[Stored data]
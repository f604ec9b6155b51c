pub mod api;
pub mod config;
pub mod models;
pub mod pipeline;
pub mod pipeline_config;

use tracing_subscriber::EnvFilter;

use config::AppConfig;
use pipeline::literature::{MeshClient, PubMedClient};
use pipeline::llm::LlmBackend;
use pipeline::NoveltyPipeline;

/// The pipeline wired to live HTTP services.
pub type DefaultPipeline = NoveltyPipeline<LlmBackend, PubMedClient, MeshClient>;

/// Install the global tracing subscriber. `RUST_LOG` overrides the default filter.
pub fn init_tracing() {
    tracing_subscriber::fmt()
        .with_env_filter(
            EnvFilter::try_from_default_env()
                .unwrap_or_else(|_| EnvFilter::new(config::default_log_filter())),
        )
        .init();
}

/// Build the live pipeline from configuration.
pub fn build_pipeline(config: &AppConfig) -> Result<DefaultPipeline, String> {
    let timeout = config.http_timeout_secs;

    let generator = LlmBackend::from_settings(&config.llm, timeout)
        .map_err(|e| format!("Model backend: {e}"))?;
    let source = PubMedClient::new(&config.pubmed, timeout)
        .map_err(|e| format!("PubMed client: {e}"))?;
    let vocabulary = MeshClient::new(&config.mesh_base_url, timeout)
        .map_err(|e| format!("MeSH client: {e}"))?;

    tracing::info!(
        backend = generator.name(),
        pubmed = %config.pubmed.base_url,
        "Pipeline configured"
    );

    Ok(NoveltyPipeline::new(
        generator,
        source,
        vocabulary,
        config.pipeline.clone(),
    ))
}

ASSIGNED TASK — Check each line of the entries above for the word "MeshClient". List the ones that have it.

WRITTEN ANSWER —
use pipeline::literature::{MeshClient, PubMedClient};
pub type DefaultPipeline = NoveltyPipeline<LlmBackend, PubMedClient, MeshClient>;
    let vocabulary = MeshClient::new(&config.mesh_base_url, timeout)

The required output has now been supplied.